Estrogen deficiency results in a loss of trabecular bone mass and structure that leads to an increased incidence of osteoporotic fractures. The purpose of this study was to determine the time course for trabecular structure deterioration and changes in bone turnover just after ovariectomy in the rat. Six‐month‐old female virgin Sprague‐Dawley rats had their right proximal tibia scanned by X‐ray tomographic microscopy (XTM) at baseline (day 0). Animals were then randomized into two groups, and in each group 9 were sham‐operated and 11 were ovariectomized and had repeat XTM scans on days 5, 13, 29, and 42 postovariectomy in group 1 and on days 8, 13, 33, and 50 postovariectomy in group 2. Urine was collected for deoxypyridinoline (DPD) cross‐link measurements 24 h before each XTM scan and analyzed by ELISA. Trabecular bone structural variables and bone turnover endpoints were calculated from XTM data and standard histomorphometry.
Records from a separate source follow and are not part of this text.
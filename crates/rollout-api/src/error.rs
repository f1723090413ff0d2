//! API error handling — maps the domain's `rollout_core::Error` and
//! `rollout_db::DbError` onto HTTP status codes.

use axum::http::StatusCode;
use axum::response::{IntoResponse, Response};
use axum::Json;
use serde_json::json;

#[derive(Debug)]
pub enum ApiError {
    NotFound(String),
    BadRequest(String),
    Unauthorized(String),
    Forbidden(String),
    Conflict(String),
    UnprocessableEntity(String),
    Internal(String),
}

impl IntoResponse for ApiError {
    fn into_response(self) -> Response {
        let (status, message) = match self {
            ApiError::NotFound(msg) => (StatusCode::NOT_FOUND, msg),
            ApiError::BadRequest(msg) => (StatusCode::BAD_REQUEST, msg),
            ApiError::Unauthorized(msg) => (StatusCode::UNAUTHORIZED, msg),
            ApiError::Forbidden(msg) => (StatusCode::FORBIDDEN, msg),
            ApiError::Conflict(msg) => (StatusCode::CONFLICT, msg),
            ApiError::UnprocessableEntity(msg) => (StatusCode::UNPROCESSABLE_ENTITY, msg),
            ApiError::Internal(msg) => (StatusCode::INTERNAL_SERVER_ERROR, msg),
        };

        let body = Json(json!({ "error": message }));
        (status, body).into_response()
    }
}

impl From<rollout_core::Error> for ApiError {
    fn from(err: rollout_core::Error) -> Self {
        use rollout_core::Error as E;
        match err {
            E::InvalidRequest(msg) => ApiError::BadRequest(msg),
            E::UnknownEnvironment(env) => ApiError::BadRequest(format!("unknown environment: {env}")),
            E::UnknownStrategy(s) => ApiError::BadRequest(format!("unknown strategy: {s}")),
            E::DeploymentNotFound(id) => ApiError::NotFound(id),
            E::LockTimeout(resource) => {
                ApiError::Conflict(format!("deployment already in progress for {resource}"))
            }
            E::ApprovalRejected { responder, reason } => {
                ApiError::UnprocessableEntity(format!("rejected by {responder}: {reason}"))
            }
            E::ApprovalExpired { timeout_at } => {
                ApiError::UnprocessableEntity(format!("approval expired at {timeout_at}"))
            }
            E::ApprovalNotAuthorized(email) => {
                ApiError::Forbidden(format!("{email} is not an authorized approver"))
            }
            E::ApprovalAlreadyDecided => {
                ApiError::Conflict("approval has already been decided".to_string())
            }
            other => ApiError::Internal(other.to_string()),
        }
    }
}

impl From<rollout_db::DbError> for ApiError {
    fn from(err: rollout_db::DbError) -> Self {
        match err {
            rollout_db::DbError::NotFound(msg) => ApiError::NotFound(msg),
            rollout_db::DbError::Duplicate(msg) => ApiError::Conflict(msg),
            other => ApiError::Internal(other.to_string()),
        }
    }
}
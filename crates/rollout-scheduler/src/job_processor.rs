//! Claims `deployment_jobs` rows and drives each through the
//! `PipelineOrchestrator` (spec §4.7), including lease-orphan recovery and
//! the approval-expiry sweep.

use crate::approval::ApprovalService;
use crate::orchestrator::{Outcome, PipelineOrchestrator};
use rollout_config::OrchestratorConfig;
use rollout_core::ExecutionContext;
use rollout_db::DeploymentJobRepo;
use std::sync::Arc;
use std::time::Duration;

pub struct JobProcessor {
    jobs: Arc<dyn DeploymentJobRepo>,
    orchestrator: Arc<PipelineOrchestrator>,
    approvals: Arc<ApprovalService>,
    instance_id: String,
    config: OrchestratorConfig,
}

impl JobProcessor {
    pub fn new(
        jobs: Arc<dyn DeploymentJobRepo>,
        orchestrator: Arc<PipelineOrchestrator>,
        approvals: Arc<ApprovalService>,
        instance_id: String,
        config: OrchestratorConfig,
    ) -> Self {
        Self {
            jobs,
            orchestrator,
            approvals,
            instance_id,
            config,
        }
    }

    /// Run the claim/execute/sleep loop until `ctx` is cancelled.
    pub async fn run(&self, ctx: &ExecutionContext) {
        loop {
            if let Err(e) = self.tick().await {
                tracing::error!(error = %e, "job processor tick failed");
            }
            if ctx.sleep_or_cancel(self.config.job_poll_interval).await {
                tracing::info!("job processor stopping");
                return;
            }
        }
    }

    /// One iteration: recover orphaned leases, sweep expired approvals and
    /// stale tracker entries, then claim and run up to `max_concurrent_jobs`
    /// rows in parallel.
    pub async fn tick(&self) -> rollout_core::Result<()> {
        self.recover_orphans().await?;

        if let Err(e) = self.approvals.sweep_expired().await {
            tracing::warn!(error = %e, "approval expiry sweep failed");
        }

        self.orchestrator.tracker().evict_expired();

        let mut claimed = Vec::new();
        for _ in 0..self.config.max_concurrent_jobs {
            match self
                .jobs
                .claim(&self.instance_id, self.config.job_lease_duration)
                .await?
            {
                Some(job) => claimed.push(job),
                None => break,
            }
        }

        if claimed.is_empty() {
            return Ok(());
        }

        let futures = claimed.into_iter().map(|job| async move {
            let ctx = ExecutionContext::new();
            let retry_count = job.retry_count;
            let execution_id = job.payload.execution_id;
            match self.orchestrator.execute(&job, &ctx).await {
                Ok(Outcome::Succeeded(_)) => {
                    tracing::info!(%execution_id, "deployment job succeeded");
                }
                Ok(Outcome::Failed { reason }) => {
                    tracing::warn!(%execution_id, reason, "deployment job failed");
                }
                Ok(Outcome::Cancelled) => {
                    tracing::info!(%execution_id, "deployment job cancelled");
                }
                Err(e) => {
                    tracing::error!(%execution_id, error = %e, "deployment job processor exception");
                    let backoff = backoff_for(retry_count + 1);
                    if let Err(e) = self.jobs.fail(job.id, &e.to_string(), backoff).await {
                        tracing::error!(%execution_id, error = %e, "failed to record job failure");
                    }
                }
            }
        });

        futures::future::join_all(futures).await;
        Ok(())
    }

    async fn recover_orphans(&self) -> rollout_core::Result<()> {
        let orphaned = self.jobs.find_orphaned().await?;
        for job in orphaned {
            let backoff = backoff_for(job.retry_count + 1);
            if let Err(e) = self
                .jobs
                .fail(job.id, "job lease orphaned", backoff)
                .await
            {
                tracing::error!(
                    execution_id = %job.payload.execution_id,
                    error = %e,
                    "failed to record orphaned lease"
                );
            }
        }
        Ok(())
    }
}

/// Exponential backoff: `2^retry_count` minutes, per spec §4.7. Callers pass
/// the post-increment retry count (the value `retry_count` will hold once
/// `fail()`'s own `retry_count = retry_count + 1` lands), so the first retry
/// waits 2 minutes, the second 4, and so on.
fn backoff_for(retry_count: i32) -> Duration {
    let minutes = 2u64.saturating_pow(retry_count.max(0) as u32);
    Duration::from_secs(minutes.saturating_mul(60))
}
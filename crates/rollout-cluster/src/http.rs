//! Node agent that drives real fleet nodes over HTTP.
//!
//! Each node is expected to expose a small control surface:
//! `POST /v1/deploy`, `POST /v1/rollback`, `GET /v1/health`. The wire
//! payloads mirror `rollout_core::node`'s request/result types directly —
//! there's no separate DTO layer, matching how thin the teacher's executor
//! RPCs already were.

use async_trait::async_trait;
use rollout_core::node::{
    DeployRequest, Node, NodeAgent, NodeDeploymentResult, NodeHealth, NodeRollbackResult,
    NodeStatus,
};
use rollout_core::{Error, ExecutionContext, ModuleRef, Result};
use serde::{Deserialize, Serialize};
use std::time::{Duration, Instant};

#[derive(Serialize)]
struct RollbackBody<'a> {
    module: &'a ModuleRef,
}

#[derive(Deserialize)]
struct DeployResponse {
    success: bool,
    message: String,
}

#[derive(Deserialize)]
struct RollbackResponse {
    success: bool,
    message: String,
}

#[derive(Deserialize)]
struct HealthResponse {
    healthy: bool,
}

pub struct HttpNodeAgent {
    client: reqwest::Client,
}

impl HttpNodeAgent {
    pub fn new(request_timeout: Duration) -> Self {
        let client = reqwest::Client::builder()
            .timeout(request_timeout)
            .build()
            .expect("reqwest client builds with a fixed timeout");
        Self { client }
    }

    fn base_url(node: &Node) -> String {
        format!("http://{}:{}", node.hostname, node.port)
    }
}

impl Default for HttpNodeAgent {
    fn default() -> Self {
        Self::new(Duration::from_secs(30))
    }
}

#[async_trait]
impl NodeAgent for HttpNodeAgent {
    async fn deploy_module(
        &self,
        node: &Node,
        request: &DeployRequest,
        ctx: &ExecutionContext,
    ) -> Result<NodeDeploymentResult> {
        let url = format!("{}/v1/deploy", Self::base_url(node));
        let started = Instant::now();

        let send = self.client.post(&url).json(request).send();
        let response = match ctx.race(send).await {
            None => return Err(Error::Cancelled),
            Some(result) => result
                .map_err(|e| Error::NodeDeployFailed {
                    node_id: node.id,
                    message: e.to_string(),
                })?,
        };

        let body: DeployResponse = response.json().await.map_err(|e| Error::NodeDeployFailed {
            node_id: node.id,
            message: format!("decoding deploy response: {e}"),
        })?;

        if !body.success {
            return Err(Error::NodeDeployFailed {
                node_id: node.id,
                message: body.message,
            });
        }

        Ok(NodeDeploymentResult {
            node_id: node.id,
            success: true,
            message: body.message,
            duration: started.elapsed(),
        })
    }

    async fn rollback_module(&self, node: &Node, module: &ModuleRef) -> Result<NodeRollbackResult> {
        let url = format!("{}/v1/rollback", Self::base_url(node));
        let response = self
            .client
            .post(&url)
            .json(&RollbackBody { module })
            .send()
            .await
            .map_err(|e| Error::NodeDeployFailed {
                node_id: node.id,
                message: e.to_string(),
            })?;

        let body: RollbackResponse =
            response.json().await.map_err(|e| Error::NodeDeployFailed {
                node_id: node.id,
                message: format!("decoding rollback response: {e}"),
            })?;

        Ok(NodeRollbackResult {
            node_id: node.id,
            success: body.success,
            message: body.message,
        })
    }

    async fn get_health(&self, node: &Node, ctx: &ExecutionContext) -> Result<NodeHealth> {
        let url = format!("{}/v1/health", Self::base_url(node));
        let send = self.client.get(&url).send();

        let status = match ctx.race(send).await {
            None => return Err(Error::Cancelled),
            Some(Ok(response)) => match response.json::<HealthResponse>().await {
                Ok(body) if body.healthy => NodeStatus::Healthy,
                Ok(_) => NodeStatus::Unhealthy,
                Err(_) => NodeStatus::Unknown,
            },
            Some(Err(e)) => {
                tracing::warn!(node_id = %node.id, error = %e, "health check request failed");
                NodeStatus::Unknown
            }
        };

        Ok(NodeHealth {
            node_id: node.id,
            is_healthy: status == NodeStatus::Healthy,
            status,
            last_heartbeat: chrono::Utc::now(),
        })
    }
}
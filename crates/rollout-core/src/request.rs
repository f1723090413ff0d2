//! The inbound deployment request and its validation.

use crate::id::ExecutionId;
use crate::module::ModuleRef;
use crate::{Environment, Error, Result, StrategyKind};
use serde::{Deserialize, Serialize};
use std::collections::HashMap;

/// A request to roll out a module version to an environment. Corresponds to
/// the body of `POST /deployments`.
#[derive(Debug, Clone, Serialize, Deserialize)]
pub struct DeploymentRequest {
    pub execution_id: ExecutionId,
    pub module: ModuleRef,
    pub environment: Environment,
    pub strategy: StrategyKind,
    pub require_approval: bool,
    pub requester_email: String,
    pub description: Option<String>,
    #[serde(default)]
    pub metadata: HashMap<String, String>,
}

impl DeploymentRequest {
    /// Validation performed in the orchestrator's `Validating` state.
    /// Cluster emptiness is checked separately once the cluster is resolved
    /// (the request alone doesn't carry cluster membership).
    pub fn validate(&self) -> Result<()> {
        if !self.module.is_valid() {
            return Err(Error::InvalidRequest(
                "module name and version must be non-empty".into(),
            ));
        }
        if self.requester_email.trim().is_empty() {
            return Err(Error::InvalidRequest(
                "requester_email must be non-empty".into(),
            ));
        }
        Ok(())
    }
}

#[cfg(test)]
mod tests {
    use super::*;

    fn valid_request() -> DeploymentRequest {
        DeploymentRequest {
            execution_id: ExecutionId::new(),
            module: ModuleRef::new("checkout", "1.0.0"),
            environment: Environment::Staging,
            strategy: StrategyKind::Direct,
            require_approval: false,
            requester_email: "dev@example.com".to_string(),
            description: None,
            metadata: HashMap::new(),
        }
    }

    #[test]
    fn valid_request_passes() {
        assert!(valid_request().validate().is_ok());
    }

    #[test]
    fn empty_module_name_is_rejected() {
        let mut request = valid_request();
        request.module = ModuleRef::new("", "1.0.0");
        assert!(matches!(request.validate(), Err(Error::InvalidRequest(_))));
    }

    #[test]
    fn blank_requester_email_is_rejected() {
        let mut request = valid_request();
        request.requester_email = "   ".to_string();
        assert!(matches!(request.validate(), Err(Error::InvalidRequest(_))));
    }
}
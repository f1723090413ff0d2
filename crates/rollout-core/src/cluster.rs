//! Cluster: the set of nodes targeted by a deployment in one environment.

use crate::node::Node;
use crate::{Environment, Error, Result};
use std::collections::HashMap;
use std::sync::{Arc, RwLock};

/// The nodes for a single environment, snapshotted at the moment a pipeline
/// starts. Cluster membership is immutable for the lifetime of a pipeline
/// even if the registry's live membership changes underneath it.
#[derive(Debug, Clone)]
pub struct EnvironmentCluster {
    pub environment: Environment,
    nodes: Vec<Node>,
}

impl EnvironmentCluster {
    pub fn new(environment: Environment, nodes: Vec<Node>) -> Self {
        Self { environment, nodes }
    }

    pub fn is_empty(&self) -> bool {
        self.nodes.is_empty()
    }

    pub fn total_nodes(&self) -> usize {
        self.nodes.len()
    }

    pub fn healthy_nodes(&self) -> usize {
        self.nodes
            .iter()
            .filter(|n| n.status == crate::node::NodeStatus::Healthy)
            .count()
    }

    /// Nodes sorted deterministically by hostname — the ordering every
    /// strategy builds batches/phases from.
    pub fn sorted_nodes(&self) -> Vec<Node> {
        let mut nodes = self.nodes.clone();
        nodes.sort_by(|a, b| a.hostname.cmp(&b.hostname));
        nodes
    }

    pub fn nodes(&self) -> &[Node] {
        &self.nodes
    }
}

/// Holds the set of `(environment -> cluster)` mappings. Replica-local;
/// membership changes are visible immediately to new pipelines but never
/// to pipelines already in flight (they hold their own snapshot).
#[derive(Clone, Default)]
pub struct ClusterRegistry {
    clusters: Arc<RwLock<HashMap<Environment, EnvironmentCluster>>>,
}

impl ClusterRegistry {
    pub fn new() -> Self {
        Self::default()
    }

    pub fn register(&self, cluster: EnvironmentCluster) {
        self.clusters
            .write()
            .expect("cluster registry lock poisoned")
            .insert(cluster.environment, cluster);
    }

    /// Snapshot the cluster for `env`. Fails with `UnknownEnvironment` if no
    /// cluster has been registered for it.
    pub fn get(&self, env: Environment) -> Result<EnvironmentCluster> {
        self.clusters
            .read()
            .expect("cluster registry lock poisoned")
            .get(&env)
            .cloned()
            .ok_or_else(|| Error::UnknownEnvironment(env.to_string()))
    }

    pub fn environments(&self) -> Vec<Environment> {
        self.clusters
            .read()
            .expect("cluster registry lock poisoned")
            .keys()
            .copied()
            .collect()
    }
}
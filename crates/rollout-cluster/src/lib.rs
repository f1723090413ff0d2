//! Node-agent implementations for the Rollout deployment orchestrator.
//!
//! `rollout_core::node::NodeAgent` is the trait strategies are built
//! against; this crate only supplies concrete backends.

pub mod http;
pub mod memory;

pub use http::HttpNodeAgent;
pub use memory::InMemoryNodeAgent;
Trabecular connectivity decreased 27% by days 5 and 8 postovariectomy (p < 0.01) and continued to decrease up to day 50 postovariectomy (p < 0.01). The trabecular bone volume decreased 25% by 8 days postovariectomy (p < 0.01), and it continued to decrease through day 50. DPD cross‐link excretion had increased 37% on day 13 (p < 0.01) and by over 100% of baseline by day 50 postovariectomy. Trabecular bone connectivity and volume deteriorate rapidly while DPD cross‐link excretion increased more slowly in acute estrogen deficiency. These data suggest that if an agent is to preserve fully trabecular bone structure, it must be instituted very early in the estrogen‐deficient state. They also suggest that a lag time exists before DPD excretion properly mirrors newly induced conditions of high bone turnover in this rat model.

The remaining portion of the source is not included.